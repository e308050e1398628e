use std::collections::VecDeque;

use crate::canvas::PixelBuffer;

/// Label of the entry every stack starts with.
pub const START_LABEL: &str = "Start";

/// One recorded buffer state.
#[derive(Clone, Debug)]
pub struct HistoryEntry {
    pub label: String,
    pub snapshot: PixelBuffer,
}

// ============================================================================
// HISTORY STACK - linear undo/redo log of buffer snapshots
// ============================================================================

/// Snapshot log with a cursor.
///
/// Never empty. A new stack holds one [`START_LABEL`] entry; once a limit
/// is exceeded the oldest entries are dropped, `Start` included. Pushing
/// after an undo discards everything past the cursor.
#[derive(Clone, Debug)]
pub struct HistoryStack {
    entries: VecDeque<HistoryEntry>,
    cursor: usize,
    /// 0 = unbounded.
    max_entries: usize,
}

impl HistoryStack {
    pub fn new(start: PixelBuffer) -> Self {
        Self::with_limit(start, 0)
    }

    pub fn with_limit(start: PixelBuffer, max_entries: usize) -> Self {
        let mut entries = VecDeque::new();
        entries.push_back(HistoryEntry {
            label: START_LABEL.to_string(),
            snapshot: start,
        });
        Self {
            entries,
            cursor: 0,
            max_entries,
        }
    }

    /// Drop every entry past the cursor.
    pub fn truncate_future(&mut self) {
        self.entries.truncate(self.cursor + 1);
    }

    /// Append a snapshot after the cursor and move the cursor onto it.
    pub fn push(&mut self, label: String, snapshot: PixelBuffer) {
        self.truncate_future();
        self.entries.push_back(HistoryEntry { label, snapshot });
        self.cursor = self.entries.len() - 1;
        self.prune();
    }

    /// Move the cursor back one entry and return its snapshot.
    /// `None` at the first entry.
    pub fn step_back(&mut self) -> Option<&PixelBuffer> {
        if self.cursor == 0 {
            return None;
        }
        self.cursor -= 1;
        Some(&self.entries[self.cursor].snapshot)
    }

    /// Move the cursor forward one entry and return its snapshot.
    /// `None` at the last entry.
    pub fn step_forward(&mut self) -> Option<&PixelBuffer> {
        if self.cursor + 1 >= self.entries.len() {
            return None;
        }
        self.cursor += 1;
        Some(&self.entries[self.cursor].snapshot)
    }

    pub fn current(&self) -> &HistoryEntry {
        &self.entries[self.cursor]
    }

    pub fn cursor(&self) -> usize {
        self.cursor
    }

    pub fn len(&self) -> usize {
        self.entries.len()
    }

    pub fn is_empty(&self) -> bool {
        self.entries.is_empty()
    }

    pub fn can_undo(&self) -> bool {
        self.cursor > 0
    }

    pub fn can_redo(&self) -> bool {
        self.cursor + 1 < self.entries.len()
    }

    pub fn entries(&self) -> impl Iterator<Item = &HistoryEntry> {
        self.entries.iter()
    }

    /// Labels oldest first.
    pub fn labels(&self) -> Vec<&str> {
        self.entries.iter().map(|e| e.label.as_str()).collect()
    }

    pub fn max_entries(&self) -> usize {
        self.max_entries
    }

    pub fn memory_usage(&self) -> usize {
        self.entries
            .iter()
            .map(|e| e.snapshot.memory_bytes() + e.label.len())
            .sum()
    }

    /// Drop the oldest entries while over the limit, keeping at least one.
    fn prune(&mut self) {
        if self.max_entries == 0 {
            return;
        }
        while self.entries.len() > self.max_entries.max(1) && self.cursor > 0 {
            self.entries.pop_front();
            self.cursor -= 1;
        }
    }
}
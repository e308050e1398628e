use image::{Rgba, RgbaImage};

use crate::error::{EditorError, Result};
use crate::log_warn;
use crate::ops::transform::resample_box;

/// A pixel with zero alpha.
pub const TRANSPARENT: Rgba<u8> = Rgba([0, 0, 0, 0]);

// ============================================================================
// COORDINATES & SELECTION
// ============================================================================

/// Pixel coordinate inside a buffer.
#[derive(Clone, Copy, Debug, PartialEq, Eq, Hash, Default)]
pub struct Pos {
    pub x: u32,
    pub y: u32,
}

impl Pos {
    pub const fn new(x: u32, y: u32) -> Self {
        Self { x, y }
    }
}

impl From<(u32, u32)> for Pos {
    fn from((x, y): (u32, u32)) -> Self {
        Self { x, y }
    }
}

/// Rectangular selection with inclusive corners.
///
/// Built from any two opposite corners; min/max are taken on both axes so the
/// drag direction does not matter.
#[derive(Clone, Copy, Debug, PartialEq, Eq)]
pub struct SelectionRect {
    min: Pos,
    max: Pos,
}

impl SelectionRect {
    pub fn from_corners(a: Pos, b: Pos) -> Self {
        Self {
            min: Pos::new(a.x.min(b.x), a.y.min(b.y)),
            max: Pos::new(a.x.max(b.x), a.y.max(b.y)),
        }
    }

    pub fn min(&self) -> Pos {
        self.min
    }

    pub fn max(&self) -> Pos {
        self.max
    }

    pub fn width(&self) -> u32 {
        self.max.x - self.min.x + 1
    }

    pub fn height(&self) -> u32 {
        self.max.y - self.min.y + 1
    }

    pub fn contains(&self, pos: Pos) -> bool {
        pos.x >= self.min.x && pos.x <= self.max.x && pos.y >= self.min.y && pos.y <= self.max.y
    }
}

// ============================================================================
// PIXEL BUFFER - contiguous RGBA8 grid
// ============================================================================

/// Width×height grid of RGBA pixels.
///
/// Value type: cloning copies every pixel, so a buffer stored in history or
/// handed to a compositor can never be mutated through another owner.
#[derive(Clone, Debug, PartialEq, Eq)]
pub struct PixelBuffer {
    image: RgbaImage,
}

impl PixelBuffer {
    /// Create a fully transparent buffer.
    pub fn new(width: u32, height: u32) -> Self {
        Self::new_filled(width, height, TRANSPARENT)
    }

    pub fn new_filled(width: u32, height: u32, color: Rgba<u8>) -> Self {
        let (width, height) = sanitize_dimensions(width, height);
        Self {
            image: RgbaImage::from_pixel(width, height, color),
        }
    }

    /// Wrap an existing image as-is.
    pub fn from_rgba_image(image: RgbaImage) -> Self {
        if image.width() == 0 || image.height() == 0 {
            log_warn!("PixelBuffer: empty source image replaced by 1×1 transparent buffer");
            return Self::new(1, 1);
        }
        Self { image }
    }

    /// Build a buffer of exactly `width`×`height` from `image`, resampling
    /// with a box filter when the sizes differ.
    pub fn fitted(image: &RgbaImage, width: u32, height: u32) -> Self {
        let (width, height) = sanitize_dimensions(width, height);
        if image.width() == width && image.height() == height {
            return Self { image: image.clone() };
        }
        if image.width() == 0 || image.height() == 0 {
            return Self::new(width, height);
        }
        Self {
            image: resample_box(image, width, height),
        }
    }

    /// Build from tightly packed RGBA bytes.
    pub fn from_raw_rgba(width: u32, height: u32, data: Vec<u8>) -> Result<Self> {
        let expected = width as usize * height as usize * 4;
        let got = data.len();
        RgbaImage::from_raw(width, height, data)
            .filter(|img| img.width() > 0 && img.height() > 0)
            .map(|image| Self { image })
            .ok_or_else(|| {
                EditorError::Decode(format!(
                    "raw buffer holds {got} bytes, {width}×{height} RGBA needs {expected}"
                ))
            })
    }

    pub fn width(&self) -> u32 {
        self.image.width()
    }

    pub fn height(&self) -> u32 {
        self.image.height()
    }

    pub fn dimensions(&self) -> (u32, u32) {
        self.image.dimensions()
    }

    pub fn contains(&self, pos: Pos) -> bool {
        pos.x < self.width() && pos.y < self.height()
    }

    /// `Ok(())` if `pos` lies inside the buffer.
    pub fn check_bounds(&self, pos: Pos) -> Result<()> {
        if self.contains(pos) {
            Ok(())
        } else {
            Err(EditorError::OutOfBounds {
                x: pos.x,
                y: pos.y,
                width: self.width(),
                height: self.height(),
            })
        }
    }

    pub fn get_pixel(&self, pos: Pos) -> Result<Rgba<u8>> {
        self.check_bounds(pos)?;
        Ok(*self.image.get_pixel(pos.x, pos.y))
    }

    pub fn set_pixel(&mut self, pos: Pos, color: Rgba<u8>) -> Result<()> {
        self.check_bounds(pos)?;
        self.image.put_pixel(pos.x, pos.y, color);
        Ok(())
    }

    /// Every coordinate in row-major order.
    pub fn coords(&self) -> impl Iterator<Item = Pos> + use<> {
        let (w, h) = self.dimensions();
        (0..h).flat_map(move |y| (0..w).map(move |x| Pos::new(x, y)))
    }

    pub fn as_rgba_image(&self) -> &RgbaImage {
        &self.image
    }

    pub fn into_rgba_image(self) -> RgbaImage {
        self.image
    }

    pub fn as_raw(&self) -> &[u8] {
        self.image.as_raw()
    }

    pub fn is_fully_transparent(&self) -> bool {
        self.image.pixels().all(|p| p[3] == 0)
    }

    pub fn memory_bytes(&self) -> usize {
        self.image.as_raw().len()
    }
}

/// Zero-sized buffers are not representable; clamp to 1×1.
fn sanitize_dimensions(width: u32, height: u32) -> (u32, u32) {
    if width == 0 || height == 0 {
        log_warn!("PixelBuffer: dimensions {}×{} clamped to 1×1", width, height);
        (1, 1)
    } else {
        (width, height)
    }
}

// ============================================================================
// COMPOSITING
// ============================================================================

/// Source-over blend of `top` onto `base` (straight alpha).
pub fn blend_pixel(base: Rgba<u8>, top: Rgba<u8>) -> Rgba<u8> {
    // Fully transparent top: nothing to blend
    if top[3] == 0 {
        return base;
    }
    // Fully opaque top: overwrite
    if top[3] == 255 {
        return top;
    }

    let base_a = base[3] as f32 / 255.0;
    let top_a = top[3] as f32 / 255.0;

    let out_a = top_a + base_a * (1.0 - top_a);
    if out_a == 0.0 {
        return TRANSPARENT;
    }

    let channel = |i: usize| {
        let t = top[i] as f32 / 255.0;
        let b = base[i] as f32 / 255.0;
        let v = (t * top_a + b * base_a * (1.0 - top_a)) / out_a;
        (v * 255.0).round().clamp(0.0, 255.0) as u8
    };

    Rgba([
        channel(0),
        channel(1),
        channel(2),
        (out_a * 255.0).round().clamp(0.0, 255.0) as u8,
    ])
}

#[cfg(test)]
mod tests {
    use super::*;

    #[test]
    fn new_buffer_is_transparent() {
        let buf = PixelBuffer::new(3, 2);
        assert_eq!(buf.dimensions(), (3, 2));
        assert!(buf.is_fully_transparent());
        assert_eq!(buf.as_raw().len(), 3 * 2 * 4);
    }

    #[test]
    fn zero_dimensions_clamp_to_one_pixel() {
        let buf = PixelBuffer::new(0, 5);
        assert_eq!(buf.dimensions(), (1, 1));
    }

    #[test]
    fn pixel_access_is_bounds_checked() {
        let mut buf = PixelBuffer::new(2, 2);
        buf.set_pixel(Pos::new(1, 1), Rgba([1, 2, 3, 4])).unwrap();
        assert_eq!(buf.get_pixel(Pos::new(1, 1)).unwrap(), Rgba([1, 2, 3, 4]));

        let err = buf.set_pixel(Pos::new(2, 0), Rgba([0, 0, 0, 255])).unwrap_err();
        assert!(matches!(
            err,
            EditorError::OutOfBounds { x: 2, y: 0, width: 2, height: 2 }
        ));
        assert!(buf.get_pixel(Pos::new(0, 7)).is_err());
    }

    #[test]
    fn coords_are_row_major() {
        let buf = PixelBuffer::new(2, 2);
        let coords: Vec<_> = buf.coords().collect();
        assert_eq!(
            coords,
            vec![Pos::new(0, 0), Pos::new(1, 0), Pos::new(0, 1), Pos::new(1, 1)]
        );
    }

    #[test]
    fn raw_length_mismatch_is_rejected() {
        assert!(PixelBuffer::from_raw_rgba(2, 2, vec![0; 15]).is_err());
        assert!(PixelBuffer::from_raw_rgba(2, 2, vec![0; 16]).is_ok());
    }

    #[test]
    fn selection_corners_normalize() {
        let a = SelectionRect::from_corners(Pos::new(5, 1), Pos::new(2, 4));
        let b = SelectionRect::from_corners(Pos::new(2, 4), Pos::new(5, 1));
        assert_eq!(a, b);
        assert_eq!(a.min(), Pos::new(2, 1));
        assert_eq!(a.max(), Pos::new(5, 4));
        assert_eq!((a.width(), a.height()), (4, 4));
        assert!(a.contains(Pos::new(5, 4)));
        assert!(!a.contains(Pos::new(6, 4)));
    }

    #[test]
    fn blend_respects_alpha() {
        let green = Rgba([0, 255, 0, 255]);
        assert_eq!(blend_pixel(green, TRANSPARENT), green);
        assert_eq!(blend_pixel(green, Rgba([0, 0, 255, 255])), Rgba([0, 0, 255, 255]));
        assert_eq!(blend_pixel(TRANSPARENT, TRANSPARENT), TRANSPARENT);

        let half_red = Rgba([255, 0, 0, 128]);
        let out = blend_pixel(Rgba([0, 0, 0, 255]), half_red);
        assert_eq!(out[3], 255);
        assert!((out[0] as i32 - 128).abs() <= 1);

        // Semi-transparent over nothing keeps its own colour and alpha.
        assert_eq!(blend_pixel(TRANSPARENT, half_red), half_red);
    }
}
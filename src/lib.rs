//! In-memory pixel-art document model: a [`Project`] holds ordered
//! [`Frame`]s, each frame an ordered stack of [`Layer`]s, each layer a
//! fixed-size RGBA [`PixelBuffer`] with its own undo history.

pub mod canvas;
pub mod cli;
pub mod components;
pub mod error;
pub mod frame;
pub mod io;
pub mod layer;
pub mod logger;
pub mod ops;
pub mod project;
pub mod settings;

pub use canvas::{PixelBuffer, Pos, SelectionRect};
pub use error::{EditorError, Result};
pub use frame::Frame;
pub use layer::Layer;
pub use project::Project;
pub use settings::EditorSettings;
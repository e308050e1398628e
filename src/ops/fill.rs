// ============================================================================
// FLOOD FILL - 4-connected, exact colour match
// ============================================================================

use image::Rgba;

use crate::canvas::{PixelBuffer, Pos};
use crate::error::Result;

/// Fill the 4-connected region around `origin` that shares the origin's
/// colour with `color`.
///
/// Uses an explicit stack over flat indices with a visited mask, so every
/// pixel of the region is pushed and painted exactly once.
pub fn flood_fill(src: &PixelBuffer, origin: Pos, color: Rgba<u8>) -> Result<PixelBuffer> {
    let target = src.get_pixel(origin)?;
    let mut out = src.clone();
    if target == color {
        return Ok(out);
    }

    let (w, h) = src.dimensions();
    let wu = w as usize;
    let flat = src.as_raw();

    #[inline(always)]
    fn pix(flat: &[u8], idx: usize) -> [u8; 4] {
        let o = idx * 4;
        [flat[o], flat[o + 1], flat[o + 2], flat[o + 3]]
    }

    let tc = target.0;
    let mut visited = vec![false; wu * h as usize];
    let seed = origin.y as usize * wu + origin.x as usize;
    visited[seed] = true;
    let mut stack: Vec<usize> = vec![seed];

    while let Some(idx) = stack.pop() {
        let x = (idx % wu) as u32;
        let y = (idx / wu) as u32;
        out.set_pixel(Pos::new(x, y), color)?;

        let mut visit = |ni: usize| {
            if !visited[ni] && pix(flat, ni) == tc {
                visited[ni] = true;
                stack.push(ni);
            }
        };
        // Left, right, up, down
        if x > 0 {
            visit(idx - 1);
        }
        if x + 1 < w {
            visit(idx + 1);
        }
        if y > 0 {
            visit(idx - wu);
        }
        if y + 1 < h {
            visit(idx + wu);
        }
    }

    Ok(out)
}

### [PROBLEM TO SOLVE]
Extract every line from the records above that contains the word "HistoryStack".

### [RESPONSE FOR THIS EXERCISE]
pub struct HistoryStack {
impl HistoryStack {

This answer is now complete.